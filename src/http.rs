use std::thread::sleep;
use std::time::Duration;

use anyhow::{Context, Result};
use reqwest::Url;
use reqwest::blocking::Client;
use reqwest::header::{ACCEPT, FROM, HeaderMap, HeaderValue};
use serde_json::Value;
use thiserror::Error;
use tracing::{debug, warn};

use crate::config::HttpSettings;

#[derive(Debug, Error)]
pub enum FetchError {
    #[error("request failed: {0}")]
    Transport(String),
    #[error("unexpected HTTP status {0}")]
    Status(u16),
    #[error("malformed response: {0}")]
    Malformed(String),
    #[error("response contained no data")]
    Empty,
}

#[derive(Debug, Clone)]
pub struct HttpReply {
    pub status: u16,
    pub body: String,
}

impl HttpReply {
    /// Non-200 replies count as failures, same as transport errors.
    pub fn into_json(self) -> Result<Value, FetchError> {
        if self.status != 200 {
            return Err(FetchError::Status(self.status));
        }
        serde_json::from_str(&self.body)
            .map_err(|err| FetchError::Malformed(format!("invalid json: {err}")))
    }
}

pub trait HttpTransport {
    fn get(&self, url: &Url) -> Result<HttpReply, FetchError>;
    fn post_json(&self, url: &Url, body: &Value) -> Result<HttpReply, FetchError>;
}

pub trait Pause {
    fn pause(&self, delay: Duration);
}

pub struct ThreadPause;

impl Pause for ThreadPause {
    fn pause(&self, delay: Duration) {
        if !delay.is_zero() {
            sleep(delay);
        }
    }
}

#[derive(Debug, Clone, Copy)]
pub struct RetryPolicy {
    pub max_attempts: u32,
    pub base_delay: Duration,
}

impl RetryPolicy {
    pub fn new(max_attempts: u32, base_delay_ms: u64) -> Self {
        Self {
            max_attempts: max_attempts.max(1),
            base_delay: Duration::from_millis(base_delay_ms),
        }
    }

    /// Delay grows linearly with the number of the attempt that just failed.
    pub fn delay_after(&self, attempt: u32) -> Duration {
        self.base_delay.saturating_mul(attempt)
    }

    pub fn run<T>(
        &self,
        pause: &dyn Pause,
        operation: &str,
        mut attempt_once: impl FnMut() -> Result<T, FetchError>,
    ) -> Result<T, FetchError> {
        let mut last_error = FetchError::Empty;

        for attempt in 1..=self.max_attempts {
            match attempt_once() {
                Ok(value) => return Ok(value),
                Err(err) => {
                    warn!(
                        operation,
                        attempt,
                        max_attempts = self.max_attempts,
                        error = %err,
                        "attempt failed"
                    );
                    last_error = err;
                }
            }

            if attempt < self.max_attempts {
                let delay = self.delay_after(attempt);
                debug!(operation, delay_ms = delay.as_millis() as u64, "waiting before retry");
                pause.pause(delay);
            }
        }

        Err(last_error)
    }
}

/// Shared blocking session; one connection pool serves every request of a run.
pub struct ReqwestTransport {
    client: Client,
}

impl ReqwestTransport {
    pub fn new(settings: &HttpSettings) -> Result<Self> {
        let mut headers = HeaderMap::new();
        headers.insert(ACCEPT, HeaderValue::from_static("application/json"));
        if let Some(from) = &settings.from {
            let value = HeaderValue::from_str(from)
                .with_context(|| format!("invalid From header value: {from}"))?;
            headers.insert(FROM, value);
        }

        let client = Client::builder()
            .user_agent(settings.user_agent.clone())
            .default_headers(headers)
            .timeout(Duration::from_millis(settings.timeout_ms))
            .build()
            .context("failed to build HTTP client")?;

        Ok(Self { client })
    }
}

impl HttpTransport for ReqwestTransport {
    fn get(&self, url: &Url) -> Result<HttpReply, FetchError> {
        let response = self
            .client
            .get(url.clone())
            .send()
            .map_err(|err| FetchError::Transport(err.to_string()))?;
        read_reply(response)
    }

    fn post_json(&self, url: &Url, body: &Value) -> Result<HttpReply, FetchError> {
        let response = self
            .client
            .post(url.clone())
            .json(body)
            .send()
            .map_err(|err| FetchError::Transport(err.to_string()))?;
        read_reply(response)
    }
}

fn read_reply(response: reqwest::blocking::Response) -> Result<HttpReply, FetchError> {
    let status = response.status().as_u16();
    let body = response
        .text()
        .map_err(|err| FetchError::Transport(format!("failed to read body: {err}")))?;
    Ok(HttpReply { status, body })
}

#[cfg(test)]
pub mod testing {
    use std::cell::RefCell;
    use std::collections::VecDeque;
    use std::time::Duration;

    use reqwest::Url;
    use serde_json::Value;

    use super::{FetchError, HttpReply, HttpTransport, Pause};

    #[derive(Debug, Clone)]
    pub struct RecordedRequest {
        pub method: &'static str,
        pub url: String,
        pub body: Option<Value>,
    }

    /// Replays queued replies in order; once the queue is empty every call gets `fallback`.
    pub struct ScriptedTransport {
        replies: RefCell<VecDeque<Result<HttpReply, FetchError>>>,
        fallback: HttpReply,
        pub requests: RefCell<Vec<RecordedRequest>>,
    }

    impl ScriptedTransport {
        pub fn new() -> Self {
            Self {
                replies: RefCell::new(VecDeque::new()),
                fallback: HttpReply {
                    status: 503,
                    body: String::new(),
                },
                requests: RefCell::new(Vec::new()),
            }
        }

        pub fn with_fallback(mut self, status: u16, body: &str) -> Self {
            self.fallback = HttpReply {
                status,
                body: body.to_string(),
            };
            self
        }

        pub fn reply(self, status: u16, body: &str) -> Self {
            self.replies.borrow_mut().push_back(Ok(HttpReply {
                status,
                body: body.to_string(),
            }));
            self
        }

        pub fn fail(self, reason: &str) -> Self {
            self.replies
                .borrow_mut()
                .push_back(Err(FetchError::Transport(reason.to_string())));
            self
        }

        pub fn call_count(&self) -> usize {
            self.requests.borrow().len()
        }

        fn next_reply(&self) -> Result<HttpReply, FetchError> {
            self.replies
                .borrow_mut()
                .pop_front()
                .unwrap_or_else(|| Ok(self.fallback.clone()))
        }
    }

    impl HttpTransport for ScriptedTransport {
        fn get(&self, url: &Url) -> Result<HttpReply, FetchError> {
            self.requests.borrow_mut().push(RecordedRequest {
                method: "GET",
                url: url.to_string(),
                body: None,
            });
            self.next_reply()
        }

        fn post_json(&self, url: &Url, body: &Value) -> Result<HttpReply, FetchError> {
            self.requests.borrow_mut().push(RecordedRequest {
                method: "POST",
                url: url.to_string(),
                body: Some(body.clone()),
            });
            self.next_reply()
        }
    }

    #[derive(Default)]
    pub struct RecordingPause {
        pub delays: RefCell<Vec<Duration>>,
    }

    impl Pause for RecordingPause {
        fn pause(&self, delay: Duration) {
            self.delays.borrow_mut().push(delay);
        }
    }
}

#[cfg(test)]
mod tests {
    use std::time::Duration;

    use super::testing::RecordingPause;
    use super::{FetchError, HttpReply, RetryPolicy};

    #[test]
    fn retry_stops_at_first_success() {
        let policy = RetryPolicy::new(3, 100);
        let pause = RecordingPause::default();
        let mut calls = 0;

        let result = policy.run(&pause, "test", || {
            calls += 1;
            if calls < 2 {
                Err(FetchError::Status(502))
            } else {
                Ok(calls)
            }
        });

        assert_eq!(result.expect("second attempt succeeds"), 2);
        assert_eq!(*pause.delays.borrow(), vec![Duration::from_millis(100)]);
    }

    #[test]
    fn retry_exhausts_budget_with_linear_backoff_and_no_trailing_wait() {
        let policy = RetryPolicy::new(3, 1_000);
        let pause = RecordingPause::default();
        let mut calls = 0;

        let result: Result<(), FetchError> = policy.run(&pause, "test", || {
            calls += 1;
            Err(FetchError::Status(500))
        });

        assert!(matches!(result, Err(FetchError::Status(500))));
        assert_eq!(calls, 3);
        assert_eq!(
            *pause.delays.borrow(),
            vec![Duration::from_millis(1_000), Duration::from_millis(2_000)]
        );
    }

    #[test]
    fn zero_attempt_budget_still_tries_once() {
        let policy = RetryPolicy::new(0, 10);
        let pause = RecordingPause::default();
        let mut calls = 0;
        let _ = policy.run(&pause, "test", || -> Result<(), FetchError> {
            calls += 1;
            Err(FetchError::Empty)
        });
        assert_eq!(calls, 1);
        assert!(pause.delays.borrow().is_empty());
    }

    #[test]
    fn non_200_reply_is_a_status_failure() {
        let reply = HttpReply {
            status: 503,
            body: "{}".to_string(),
        };
        assert!(matches!(reply.into_json(), Err(FetchError::Status(503))));

        let reply = HttpReply {
            status: 200,
            body: "<html>".to_string(),
        };
        assert!(matches!(reply.into_json(), Err(FetchError::Malformed(_))));
    }
}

+ + + +

◆ Problem to solve ◆
Find each line in the records that contains the string "ThreadPause", then say how many there are and nothing else.

◆ Response to this exercise ◆
2